Poorly directed investment and a plethora of red tape are hindering on the construction industry and point to bad management by the government, as it battles to deliver on multiple fronts.

While the government has delivered 65 new hospitals, 500 new primary care centres and 18,000 houses it is failing to deliver on targets set for health, housing, schools and transport.

Since 2000, the government has increased its investment in the built environment and infrastructure, to an estimated £37 billion in the current year, and identified key output targets for the improvements it intends to deliver for the key public services. However, although there have been improvements, it is failing to hit its own targets.

There has been some progress made in tackling the repair and maintenance on schools but the backlog still remains substantial at £8 billion. Existing NHS facilities have a backlog of £3.7 billion still to eliminate and the social housing programme is behind its target homes built, with only 18,000 out of a promised 75,000 houses built one year into a three year programme.

Michael Ankers, chief executive of the Construction Products Association (CPA), says: "There are still too many public facilities in a very poor state of repair, which, considering we are one of the wealthiest economies in the world is totally unacceptable."

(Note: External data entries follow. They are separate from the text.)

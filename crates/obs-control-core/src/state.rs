use serde::Serialize;

/// Whether the upstream session is usable.
#[derive(Clone, Copy, Debug, Default, PartialEq, Eq, Serialize)]
#[serde(rename_all = "lowercase")]
pub enum ConnectionStatus {
    #[default]
    Disconnected,
    Connected,
}

/// Upstream connection status plus the diagnostic from the last failed attempt.
///
/// Status and diagnostic always change together so readers never observe a
/// connected link with a stale error, or the reverse.
#[derive(Clone, Debug, Default, PartialEq, Eq)]
pub struct ConnectionState {
    status: ConnectionStatus,
    last_error: Option<String>,
}

impl ConnectionState {
    pub fn status(&self) -> ConnectionStatus {
        self.status
    }

    pub fn is_connected(&self) -> bool {
        self.status == ConnectionStatus::Connected
    }

    /// Diagnostic of the last failed attempt, empty when none or connected.
    pub fn last_error(&self) -> &str {
        match self.status {
            ConnectionStatus::Connected => "",
            ConnectionStatus::Disconnected => self.last_error.as_deref().unwrap_or(""),
        }
    }

    /// A connect attempt succeeded.
    pub fn mark_connected(&mut self) {
        self.status = ConnectionStatus::Connected;
        self.last_error = None;
    }

    /// A connect attempt failed.
    pub fn mark_failed(&mut self, error: impl Into<String>) {
        self.status = ConnectionStatus::Disconnected;
        self.last_error = Some(error.into());
    }

    /// The session reported it was closed. The previous diagnostic is kept.
    pub fn mark_closed(&mut self) {
        self.status = ConnectionStatus::Disconnected;
    }

    pub fn snapshot(&self) -> HealthSnapshot {
        HealthSnapshot {
            ready: self.is_connected(),
            last_error: self.last_error().to_string(),
        }
    }
}

/// Point-in-time view of the upstream link for health polling.
#[derive(Clone, Debug, Default, PartialEq, Eq, Serialize)]
#[serde(rename_all = "camelCase")]
pub struct HealthSnapshot {
    pub ready: bool,
    pub last_error: String,
}
use async_trait::async_trait;
use tokio::sync::broadcast;

use crate::action::UpstreamRequest;
use crate::errors::UpstreamError;
use crate::security::UpstreamTarget;

/// Notification that an established session went away.
#[derive(Clone, Debug, PartialEq, Eq)]
pub struct CloseEvent {
    pub reason: String,
}

/// Transport for the upstream remote-control RPC session.
///
/// Implementations hold at most one live connection. Closed events are only
/// emitted for sessions that completed `connect`, never for failed attempts.
#[async_trait]
pub trait UpstreamSession: Send + Sync {
    /// Establish (or replace) the session.
    async fn connect(&self, target: &UpstreamTarget) -> Result<(), UpstreamError>;

    /// Invoke one request and wait for the upstream to acknowledge it.
    async fn call(&self, request: &UpstreamRequest) -> Result<(), UpstreamError>;

    /// Subscribe to closed notifications.
    fn subscribe_closed(&self) -> broadcast::Receiver<CloseEvent>;
}
use std::collections::VecDeque;
use std::sync::atomic::{AtomicBool, AtomicUsize, Ordering};

use async_trait::async_trait;
use parking_lot::Mutex;
use tokio::sync::broadcast;

use obs_control_core::action::UpstreamRequest;
use obs_control_core::errors::UpstreamError;
use obs_control_core::security::UpstreamTarget;
use obs_control_core::session::{CloseEvent, UpstreamSession};

/// Scripted session for deterministic testing without a running OBS.
///
/// Connect and call results are consumed in order; once a queue is empty,
/// connects and calls succeed.
pub struct MockSession {
    connect_results: Mutex<VecDeque<Result<(), UpstreamError>>>,
    call_results: Mutex<VecDeque<Result<(), UpstreamError>>>,
    calls: Mutex<Vec<UpstreamRequest>>,
    connect_count: AtomicUsize,
    open: AtomicBool,
    closed_tx: broadcast::Sender<CloseEvent>,
}

impl Default for MockSession {
    fn default() -> Self {
        Self::new()
    }
}

impl MockSession {
    pub fn new() -> Self {
        let (closed_tx, _) = broadcast::channel(16);
        Self {
            connect_results: Mutex::new(VecDeque::new()),
            call_results: Mutex::new(VecDeque::new()),
            calls: Mutex::new(Vec::new()),
            connect_count: AtomicUsize::new(0),
            open: AtomicBool::new(false),
            closed_tx,
        }
    }

    /// Convenience: fail the first connects with the given messages.
    pub fn failing_connects(messages: &[&str]) -> Self {
        let mock = Self::new();
        for msg in messages {
            mock.push_connect_result(Err(UpstreamError::Connect((*msg).to_string())));
        }
        mock
    }

    pub fn push_connect_result(&self, result: Result<(), UpstreamError>) {
        self.connect_results.lock().push_back(result);
    }

    pub fn push_call_result(&self, result: Result<(), UpstreamError>) {
        self.call_results.lock().push_back(result);
    }

    /// Every request received, in order, including ones refused while closed.
    pub fn calls(&self) -> Vec<UpstreamRequest> {
        self.calls.lock().clone()
    }

    pub fn connect_count(&self) -> usize {
        self.connect_count.load(Ordering::Relaxed)
    }

    pub fn is_open(&self) -> bool {
        self.open.load(Ordering::Relaxed)
    }

    /// Simulate the upstream dropping an established session.
    pub fn close(&self, reason: &str) {
        if self.open.swap(false, Ordering::Relaxed) {
            let _ = self.closed_tx.send(CloseEvent {
                reason: reason.to_string(),
            });
        }
    }
}

#[async_trait]
impl UpstreamSession for MockSession {
    async fn connect(&self, _target: &UpstreamTarget) -> Result<(), UpstreamError> {
        let _ = self.connect_count.fetch_add(1, Ordering::Relaxed);
        let result = self.connect_results.lock().pop_front().unwrap_or(Ok(()));
        if result.is_ok() {
            self.open.store(true, Ordering::Relaxed);
        }
        result
    }

    async fn call(&self, request: &UpstreamRequest) -> Result<(), UpstreamError> {
        self.calls.lock().push(request.clone());
        if !self.is_open() {
            return Err(UpstreamError::NotConnected);
        }
        self.call_results.lock().pop_front().unwrap_or(Ok(()))
    }

    fn subscribe_closed(&self) -> broadcast::Receiver<CloseEvent> {
        self.closed_tx.subscribe()
    }
}
//! Control-panel actions and their mapping onto obs-websocket requests.

use serde_json::Value;

use crate::errors::ActionError;

/// Action request as it arrives over HTTP.
///
/// Fields keep whatever JSON they were sent with; types are only checked in
/// [`Action::parse`], after the caller has decided the request can run at all.
#[derive(Clone, Debug, Default, PartialEq)]
pub struct ActionBody {
    pub action: Option<Value>,
    pub scene_name: Option<Value>,
    pub input_name: Option<Value>,
}

impl ActionBody {
    /// Action name, if it was sent as a string.
    pub fn action_name(&self) -> Option<&str> {
        self.action.as_ref().and_then(Value::as_str)
    }
}

impl From<Value> for ActionBody {
    /// Anything other than an object carries no fields.
    fn from(value: Value) -> Self {
        let Value::Object(mut map) = value else {
            return Self::default();
        };
        let mut take = |key: &str| map.remove(key).filter(|v| !v.is_null());
        Self {
            action: take("action"),
            scene_name: take("sceneName"),
            input_name: take("inputName"),
        }
    }
}

/// A validated action, one variant per recognized action name.
#[derive(Clone, Debug, PartialEq, Eq)]
pub enum Action {
    SetScene { scene_name: String },
    StartStream,
    StopStream,
    StartRecording,
    StopRecording,
    Mute { input_name: String },
    Unmute { input_name: String },
}

/// One upstream RPC invocation.
#[derive(Clone, Debug, PartialEq, Eq)]
pub enum UpstreamRequest {
    SetCurrentProgramScene { scene_name: String },
    StartStream,
    StopStream,
    StartRecord,
    StopRecord,
    SetInputMute { input_name: String, muted: bool },
}

impl UpstreamRequest {
    /// obs-websocket request type name.
    pub fn request_type(&self) -> &'static str {
        match self {
            Self::SetCurrentProgramScene { .. } => "SetCurrentProgramScene",
            Self::StartStream => "StartStream",
            Self::StopStream => "StopStream",
            Self::StartRecord => "StartRecord",
            Self::StopRecord => "StopRecord",
            Self::SetInputMute { .. } => "SetInputMute",
        }
    }
}

impl Action {
    /// Validate a wire body into an action.
    pub fn parse(body: &ActionBody) -> Result<Self, ActionError> {
        match body.action_name() {
            Some("scene") => Ok(Self::SetScene {
                scene_name: required(&body.scene_name, "sceneName")?,
            }),
            Some("start_stream") => Ok(Self::StartStream),
            Some("stop_stream") => Ok(Self::StopStream),
            Some("start_recording") => Ok(Self::StartRecording),
            Some("stop_recording") => Ok(Self::StopRecording),
            Some("mute") => Ok(Self::Mute {
                input_name: required(&body.input_name, "inputName")?,
            }),
            Some("unmute") => Ok(Self::Unmute {
                input_name: required(&body.input_name, "inputName")?,
            }),
            _ => Err(ActionError::UnknownAction),
        }
    }

    /// Wire name of the action.
    pub fn name(&self) -> &'static str {
        match self {
            Self::SetScene { .. } => "scene",
            Self::StartStream => "start_stream",
            Self::StopStream => "stop_stream",
            Self::StartRecording => "start_recording",
            Self::StopRecording => "stop_recording",
            Self::Mute { .. } => "mute",
            Self::Unmute { .. } => "unmute",
        }
    }

    /// The upstream request this action maps to.
    pub fn upstream_request(&self) -> UpstreamRequest {
        match self {
            Self::SetScene { scene_name } => UpstreamRequest::SetCurrentProgramScene {
                scene_name: scene_name.clone(),
            },
            Self::StartStream => UpstreamRequest::StartStream,
            Self::StopStream => UpstreamRequest::StopStream,
            Self::StartRecording => UpstreamRequest::StartRecord,
            Self::StopRecording => UpstreamRequest::StopRecord,
            Self::Mute { input_name } => UpstreamRequest::SetInputMute {
                input_name: input_name.clone(),
                muted: true,
            },
            Self::Unmute { input_name } => UpstreamRequest::SetInputMute {
                input_name: input_name.clone(),
                muted: false,
            },
        }
    }

    /// Human-readable confirmation returned to the caller.
    pub fn success_message(&self) -> String {
        match self {
            Self::SetScene { scene_name } => format!("Scene set to {scene_name}"),
            Self::StartStream => "Stream started".into(),
            Self::StopStream => "Stream stopped".into(),
            Self::StartRecording => "Recording started".into(),
            Self::StopRecording => "Recording stopped".into(),
            Self::Mute { input_name } => format!("Muted {input_name}"),
            Self::Unmute { input_name } => format!("Unmuted {input_name}"),
        }
    }
}

/// Non-empty string or `MissingField`.
fn required(value: &Option<Value>, field: &'static str) -> Result<String, ActionError> {
    value
        .as_ref()
        .and_then(Value::as_str)
        .filter(|v| !v.is_empty())
        .map(str::to_string)
        .ok_or(ActionError::MissingField(field))
}
use secrecy::SecretString;

/// Upstream password with secrecy protection (zeroized on drop, redacted in Debug).
#[derive(Clone)]
pub struct Credential(pub SecretString);

impl Credential {
    pub fn new(secret: impl Into<String>) -> Self {
        Self(SecretString::from(secret.into()))
    }
}

impl Default for Credential {
    fn default() -> Self {
        Self::new(String::new())
    }
}

impl std::fmt::Debug for Credential {
    fn fmt(&self, f: &mut std::fmt::Formatter<'_>) -> std::fmt::Result {
        f.write_str("Credential([REDACTED])")
    }
}

/// Where the upstream lives and how to authenticate with it.
#[derive(Clone, Debug)]
pub struct UpstreamTarget {
    pub address: String,
    pub credential: Credential,
}

impl UpstreamTarget {
    pub fn new(address: impl Into<String>, credential: Credential) -> Self {
        Self {
            address: address.into(),
            credential,
        }
    }
}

Despite this desperate need for action construction companies cite government red tape as a major burden in their attempts to move forward. David Robertson, chief executive of Bibby Financial Services, says: "Red tape has long been a frustration for the industry and research from the Federation of Small Businesses backs up our findings, revealing that keeping up with the ever-changing legislative landscape still presents a burden for many firms."

Finally, despite modest increased growth in some sectors, high energy prices and, as a consequence higher materials costs are putting pressure on the construction industry. Allen Wilen, economics director at the CPA, says: "Unfortunately higher fuel and energy prices are exerting increased pressures upon industry costs. The association estimates that higher energy costs are set to add £1.6 billion to product prices.